--- DATA SECTION Enclosed Below ---

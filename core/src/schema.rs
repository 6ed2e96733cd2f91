//! Relation declarations and resolved relation schemas.

use smallvec::SmallVec;
use trellis_types::{AttributeDef, Name};

use crate::combine::KeyPair;

// =============================================================================
// Associations
// =============================================================================

/// The shape of a declared association.
#[derive(Debug, Clone, Copy, PartialEq, Eq, Hash)]
pub enum AssociationKind {
    /// The target holds a foreign key to this relation; at most one target tuple.
    One,
    /// The target holds a foreign key to this relation.
    Many,
    /// This relation holds a foreign key to the target (many-to-one).
    Belongs,
}

/// A named association between two relations, used for key inference.
///
/// ```
/// use trellis_core::schema::Association;
///
/// let labels = Association::many("labels").through("posts_labels");
/// let author = Association::belongs("author").relation("users");
///
/// assert_eq!(labels.target(), "labels");
/// assert_eq!(author.target(), "users");
/// ```
#[derive(Debug, Clone, PartialEq, Eq)]
pub struct Association {
    pub name: Name,
    pub kind: AssociationKind,
    pub relation: Option<Name>,
    pub keys: Option<KeyPair>,
    pub through: Option<Name>,
}

impl Association {
    fn new(name: impl Into<Name>, kind: AssociationKind) -> Self {
        Self {
            name: name.into(),
            kind,
            relation: None,
            keys: None,
            through: None,
        }
    }

    pub fn one(name: impl Into<Name>) -> Self {
        Self::new(name, AssociationKind::One)
    }

    pub fn many(name: impl Into<Name>) -> Self {
        Self::new(name, AssociationKind::Many)
    }

    pub fn belongs(name: impl Into<Name>) -> Self {
        Self::new(name, AssociationKind::Belongs)
    }

    /// Target relation, when it differs from the association name.
    #[must_use]
    pub fn relation(mut self, relation: impl Into<Name>) -> Self {
        self.relation = Some(relation.into());
        self
    }

    /// Explicit key pair: `parent` on the owning side, `child` on the side holding the foreign key.
    #[must_use]
    pub fn keys(mut self, parent: impl Into<Name>, child: impl Into<Name>) -> Self {
        self.keys = Some(KeyPair::new(parent, child));
        self
    }

    /// Join relation for many-to-many associations.
    #[must_use]
    pub fn through(mut self, relation: impl Into<Name>) -> Self {
        self.through = Some(relation.into());
        self
    }

    pub fn target(&self) -> &str {
        self.relation.as_deref().unwrap_or(&self.name)
    }
}

// =============================================================================
// Declarations
// =============================================================================

/// A relation as declared during configuration.
///
/// Attributes are optional: when none are declared, the header is read from
/// the storage collaborator when the registry is resolved.
#[derive(Debug, Clone, PartialEq, Eq)]
pub struct RelationDecl {
    pub(crate) name: Name,
    pub(crate) dataset: Option<Name>,
    pub(crate) attributes: Vec<AttributeDef>,
    pub(crate) primary_key: Vec<Name>,
    pub(crate) associations: Vec<Association>,
    pub(crate) struct_type: Option<Name>,
}

impl RelationDecl {
    pub fn new(name: impl Into<Name>) -> Self {
        Self {
            name: name.into(),
            dataset: None,
            attributes: Vec::new(),
            primary_key: Vec::new(),
            associations: Vec::new(),
            struct_type: None,
        }
    }

    /// Stored dataset name, when it differs from the relation name.
    #[must_use]
    pub fn dataset(mut self, dataset: impl Into<Name>) -> Self {
        self.dataset = Some(dataset.into());
        self
    }

    #[must_use]
    pub fn attribute(mut self, attribute: AttributeDef) -> Self {
        self.attributes.push(attribute);
        self
    }

    #[must_use]
    pub fn primary_key<I, N>(mut self, names: I) -> Self
    where
        I: IntoIterator<Item = N>,
        N: Into<Name>,
    {
        self.primary_key = names.into_iter().map(Into::into).collect();
        self
    }

    #[must_use]
    pub fn associate(mut self, association: Association) -> Self {
        self.associations.push(association);
        self
    }

    /// Default struct schema materialized for this relation.
    #[must_use]
    pub fn struct_type(mut self, name: impl Into<Name>) -> Self {
        self.struct_type = Some(name.into());
        self
    }

    pub fn name(&self) -> &str {
        &self.name
    }

    pub fn dataset_name(&self) -> &str {
        self.dataset.as_deref().unwrap_or(&self.name)
    }
}

// =============================================================================
// Resolved schema
// =============================================================================

/// A relation schema with its header resolved.
#[derive(Debug, Clone, PartialEq, Eq)]
pub struct RelationSchema {
    pub name: Name,
    pub dataset: Name,
    pub attributes: Vec<AttributeDef>,
    pub primary_key: SmallVec<[Name; 2]>,
    pub associations: Vec<Association>,
    pub struct_type: Option<Name>,
}

impl RelationSchema {
    /// Resolves a declaration against the header reported by storage.
    pub(crate) fn resolve(decl: &RelationDecl, stored: &[AttributeDef]) -> Self {
        let attributes = if decl.attributes.is_empty() {
            stored.to_vec()
        } else {
            decl.attributes.clone()
        };
        let primary_key = if decl.primary_key.is_empty() {
            attributes
                .iter()
                .filter(|a| a.primary_key)
                .map(|a| a.name.clone())
                .collect()
        } else {
            decl.primary_key.iter().cloned().collect()
        };
        Self {
            name: decl.name.clone(),
            dataset: Name::from(decl.dataset_name()),
            attributes,
            primary_key,
            associations: decl.associations.clone(),
            struct_type: decl.struct_type.clone(),
        }
    }

    pub fn attribute(&self, name: &str) -> Option<&AttributeDef> {
        self.attributes.iter().find(|a| a.name == name)
    }

    pub fn has_attribute(&self, name: &str) -> bool {
        self.attribute(name).is_some()
    }

    /// The first primary key attribute.
    pub fn primary_key(&self) -> Option<&Name> {
        self.primary_key.first()
    }

    /// `true` when `relation` names this relation or its dataset.
    pub fn is_named(&self, relation: &str) -> bool {
        self.name == relation || self.dataset == relation
    }

    /// The first attribute declared as a foreign key into `target`.
    pub fn foreign_key_into(&self, target: &RelationSchema) -> Option<&AttributeDef> {
        self.attributes.iter().find(|a| {
            a.referenced_relation()
                .is_some_and(|r| target.is_named(r))
        })
    }

    /// The association called `name`, or else the first one targeting `target`.
    pub fn association(&self, name: &str, target: &str) -> Option<&Association> {
        self.associations
            .iter()
            .find(|a| a.name == name)
            .or_else(|| self.associations.iter().find(|a| a.target() == target))
    }
}

// =============================================================================
// Struct schemas
// =============================================================================

/// A declared materialization target: an ordered, strict list of fields.
///
/// Constructing a struct of this type fails when any field is missing from
/// the materialized mapping; attributes not listed are dropped.
#[derive(Debug, Clone, PartialEq, Eq, Hash)]
pub struct StructSchema {
    pub name: Name,
    pub fields: Vec<Name>,
}

impl StructSchema {
    pub fn new<I, N>(name: impl Into<Name>, fields: I) -> Self
    where
        I: IntoIterator<Item = N>,
        N: Into<Name>,
    {
        Self {
            name: name.into(),
            fields: fields.into_iter().map(Into::into).collect(),
        }
    }
}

--- End of Enclosed DATA SECTION ---

YOUR ASSIGNMENT: Give every line of the listing again. Keep each one exact.

SOLUTION TO THIS PROBLEM:
filename core/src/schema.rs
repository 6ed2e96733cd2f91
//! Relation declarations and resolved relation schemas.

use smallvec::SmallVec;
use trellis_types::{AttributeDef, Name};

use crate::combine::KeyPair;

// =============================================================================
// Associations
// =============================================================================

/// The shape of a declared association.
#[derive(Debug, Clone, Copy, PartialEq, Eq, Hash)]
pub enum AssociationKind {
    /// The target holds a foreign key to this relation; at most one target tuple.
    One,
    /// The target holds a foreign key to this relation.
    Many,
    /// This relation holds a foreign key to the target (many-to-one).
    Belongs,
}

/// A named association between two relations, used for key inference.
///
/// ```
/// use trellis_core::schema::Association;
///
/// let labels = Association::many("labels").through("posts_labels");
/// let author = Association::belongs("author").relation("users");
///
/// assert_eq!(labels.target(), "labels");
/// assert_eq!(author.target(), "users");
/// ```
#[derive(Debug, Clone, PartialEq, Eq)]
pub struct Association {
    pub name: Name,
    pub kind: AssociationKind,
    pub relation: Option<Name>,
    pub keys: Option<KeyPair>,
    pub through: Option<Name>,
}

impl Association {
    fn new(name: impl Into<Name>, kind: AssociationKind) -> Self {
        Self {
            name: name.into(),
            kind,
            relation: None,
            keys: None,
            through: None,
        }
    }

    pub fn one(name: impl Into<Name>) -> Self {
        Self::new(name, AssociationKind::One)
    }

    pub fn many(name: impl Into<Name>) -> Self {
        Self::new(name, AssociationKind::Many)
    }

    pub fn belongs(name: impl Into<Name>) -> Self {
        Self::new(name, AssociationKind::Belongs)
    }

    /// Target relation, when it differs from the association name.
    #[must_use]
    pub fn relation(mut self, relation: impl Into<Name>) -> Self {
        self.relation = Some(relation.into());
        self
    }

    /// Explicit key pair: `parent` on the owning side, `child` on the side holding the foreign key.
    #[must_use]
    pub fn keys(mut self, parent: impl Into<Name>, child: impl Into<Name>) -> Self {
        self.keys = Some(KeyPair::new(parent, child));
        self
    }

    /// Join relation for many-to-many associations.
    #[must_use]
    pub fn through(mut self, relation: impl Into<Name>) -> Self {
        self.through = Some(relation.into());
        self
    }

    pub fn target(&self) -> &str {
        self.relation.as_deref().unwrap_or(&self.name)
    }
}

// =============================================================================
// Declarations
// =============================================================================

/// A relation as declared during configuration.
///
/// Attributes are optional: when none are declared, the header is read from
/// the storage collaborator when the registry is resolved.
#[derive(Debug, Clone, PartialEq, Eq)]
pub struct RelationDecl {
    pub(crate) name: Name,
    pub(crate) dataset: Option<Name>,
    pub(crate) attributes: Vec<AttributeDef>,
    pub(crate) primary_key: Vec<Name>,
    pub(crate) associations: Vec<Association>,
    pub(crate) struct_type: Option<Name>,
}

impl RelationDecl {
    pub fn new(name: impl Into<Name>) -> Self {
        Self {
            name: name.into(),
            dataset: None,
            attributes: Vec::new(),
            primary_key: Vec::new(),
            associations: Vec::new(),
            struct_type: None,
        }
    }

    /// Stored dataset name, when it differs from the relation name.
    #[must_use]
    pub fn dataset(mut self, dataset: impl Into<Name>) -> Self {
        self.dataset = Some(dataset.into());
        self
    }

    #[must_use]
    pub fn attribute(mut self, attribute: AttributeDef) -> Self {
        self.attributes.push(attribute);
        self
    }

    #[must_use]
    pub fn primary_key<I, N>(mut self, names: I) -> Self
    where
        I: IntoIterator<Item = N>,
        N: Into<Name>,
    {
        self.primary_key = names.into_iter().map(Into::into).collect();
        self
    }

    #[must_use]
    pub fn associate(mut self, association: Association) -> Self {
        self.associations.push(association);
        self
    }

    /// Default struct schema materialized for this relation.
    #[must_use]
    pub fn struct_type(mut self, name: impl Into<Name>) -> Self {
        self.struct_type = Some(name.into());
        self
    }

    pub fn name(&self) -> &str {
        &self.name
    }

    pub fn dataset_name(&self) -> &str {
        self.dataset.as_deref().unwrap_or(&self.name)
    }
}

// =============================================================================
// Resolved schema
// =============================================================================

/// A relation schema with its header resolved.
#[derive(Debug, Clone, PartialEq, Eq)]
pub struct RelationSchema {
    pub name: Name,
    pub dataset: Name,
    pub attributes: Vec<AttributeDef>,
    pub primary_key: SmallVec<[Name; 2]>,
    pub associations: Vec<Association>,
    pub struct_type: Option<Name>,
}

impl RelationSchema {
    /// Resolves a declaration against the header reported by storage.
    pub(crate) fn resolve(decl: &RelationDecl, stored: &[AttributeDef]) -> Self {
        let attributes = if decl.attributes.is_empty() {
            stored.to_vec()
        } else {
            decl.attributes.clone()
        };
        let primary_key = if decl.primary_key.is_empty() {
            attributes
                .iter()
                .filter(|a| a.primary_key)
                .map(|a| a.name.clone())
                .collect()
        } else {
            decl.primary_key.iter().cloned().collect()
        };
        Self {
            name: decl.name.clone(),
            dataset: Name::from(decl.dataset_name()),
            attributes,
            primary_key,
            associations: decl.associations.clone(),
            struct_type: decl.struct_type.clone(),
        }
    }

    pub fn attribute(&self, name: &str) -> Option<&AttributeDef> {
        self.attributes.iter().find(|a| a.name == name)
    }

    pub fn has_attribute(&self, name: &str) -> bool {
        self.attribute(name).is_some()
    }

    /// The first primary key attribute.
    pub fn primary_key(&self) -> Option<&Name> {
        self.primary_key.first()
    }

    /// `true` when `relation` names this relation or its dataset.
    pub fn is_named(&self, relation: &str) -> bool {
        self.name == relation || self.dataset == relation
    }

    /// The first attribute declared as a foreign key into `target`.
    pub fn foreign_key_into(&self, target: &RelationSchema) -> Option<&AttributeDef> {
        self.attributes.iter().find(|a| {
            a.referenced_relation()
                .is_some_and(|r| target.is_named(r))
        })
    }

    /// The association called `name`, or else the first one targeting `target`.
    pub fn association(&self, name: &str, target: &str) -> Option<&Association> {
        self.associations
            .iter()
            .find(|a| a.name == name)
            .or_else(|| self.associations.iter().find(|a| a.target() == target))
    }
}

// =============================================================================
// Struct schemas
// =============================================================================

/// A declared materialization target: an ordered, strict list of fields.
///
/// Constructing a struct of this type fails when any field is missing from
/// the materialized mapping; attributes not listed are dropped.
#[derive(Debug, Clone, PartialEq, Eq, Hash)]
pub struct StructSchema {
    pub name: Name,
    pub fields: Vec<Name>,
}

impl StructSchema {
    pub fn new<I, N>(name: impl Into<Name>, fields: I) -> Self
    where
        I: IntoIterator<Item = N>,
        N: Into<Name>,
    {
        Self {
            name: name.into(),
            fields: fields.into_iter().map(Into::into).collect(),
        }
    }
}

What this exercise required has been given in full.